## Task objective
Copy out the lines of the records below, and only those lines, from the one with "for GET requests." through the one with "pub fn parse_args()", exactly as they appear.
━━ Data in this exercise
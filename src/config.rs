//! CLI surface and runtime configuration.

use std::net::IpAddr;
use std::path::PathBuf;

use clap::Parser;

const DEFAULT_CACHE_BYTES: u64 = 64 * 1024 * 1024;
const DEFAULT_IDLE_TIMEOUT_MS: u64 = 60_000;

/// Configuration for a single `webreactord` instance.
#[derive(Debug, Clone, Parser)]
#[command(name = "webreactord", about = "Multi-reactor static-file HTTP server")]
pub struct Config {
    /// Address to listen on.
    #[arg(long, default_value = "0.0.0.0")]
    pub address: IpAddr,

    /// Port to listen on.
    #[arg(long, default_value_t = 8080)]
    pub port: u16,

    /// Document root served for GET requests.
    #[arg(long, default_value = "./public")]
    pub doc_root: PathBuf,

    /// Path to the append-only log file.
    #[arg(long, default_value = "webreactord.log")]
    pub log_file: PathBuf,

    /// Number of worker reactor loops (in addition to the acceptor loop).
    #[arg(long, default_value_t = default_worker_count())]
    pub workers: usize,

    /// Resource cache byte budget.
    #[arg(long, default_value_t = DEFAULT_CACHE_BYTES)]
    pub cache_bytes: u64,

    /// Idle connection timeout, in milliseconds.
    #[arg(long, default_value_t = DEFAULT_IDLE_TIMEOUT_MS)]
    pub idle_timeout_ms: u64,
}

fn default_worker_count() -> usize {
    std::thread::available_parallelism()
        .map(|n| n.get().saturating_sub(1).max(1))
        .unwrap_or(1)
}

impl Config {
    /// Parses configuration from `std::env::args`.
    pub fn parse_args() -> Self {
        Config::parse()
    }

    /// The full listen address as a `SocketAddr`.
    pub fn listen_addr(&self) -> std::net::SocketAddr {
        std::net::SocketAddr::new(self.address, self.port)
    }
}

#[cfg(test)]
mod tests {
    use super::*;

    #[test]
    fn defaults_are_sane() {
        let cfg = Config::parse_from(["webreactord"]);
        assert_eq!(cfg.port, 8080);
        assert_eq!(cfg.cache_bytes, DEFAULT_CACHE_BYTES);
        assert_eq!(cfg.idle_timeout_ms, DEFAULT_IDLE_TIMEOUT_MS);
        assert!(cfg.workers >= 1);
    }

    #[test]
    fn overrides_apply() {
        let cfg = Config::parse_from([
            "webreactord",
            "--port",
            "9090",
            "--cache-bytes",
            "1024",
            "--workers",
            "4",
        ]);
        assert_eq!(cfg.port, 9090);
        assert_eq!(cfg.cache_bytes, 1024);
        assert_eq!(cfg.workers, 4);
    }
}
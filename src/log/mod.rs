//! Asynchronous logging backend plugged into the `log` crate's facade.

pub mod async_log;

pub use async_log::AsyncLog;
━━━━
## Answer space
    /// Document root served for GET requests.
    #[arg(long, default_value = "./public")]
    pub doc_root: PathBuf,

    /// Path to the append-only log file.
    #[arg(long, default_value = "webreactord.log")]
    pub log_file: PathBuf,

    /// Number of worker reactor loops (in addition to the acceptor loop).
    #[arg(long, default_value_t = default_worker_count())]
    pub workers: usize,

    /// Resource cache byte budget.
    #[arg(long, default_value_t = DEFAULT_CACHE_BYTES)]
    pub cache_bytes: u64,

    /// Idle connection timeout, in milliseconds.
    #[arg(long, default_value_t = DEFAULT_IDLE_TIMEOUT_MS)]
    pub idle_timeout_ms: u64,
}

fn default_worker_count() -> usize {
    std::thread::available_parallelism()
        .map(|n| n.get().saturating_sub(1).max(1))
        .unwrap_or(1)
}

impl Config {
    /// Parses configuration from `std::env::args`.
    pub fn parse_args() -> Self {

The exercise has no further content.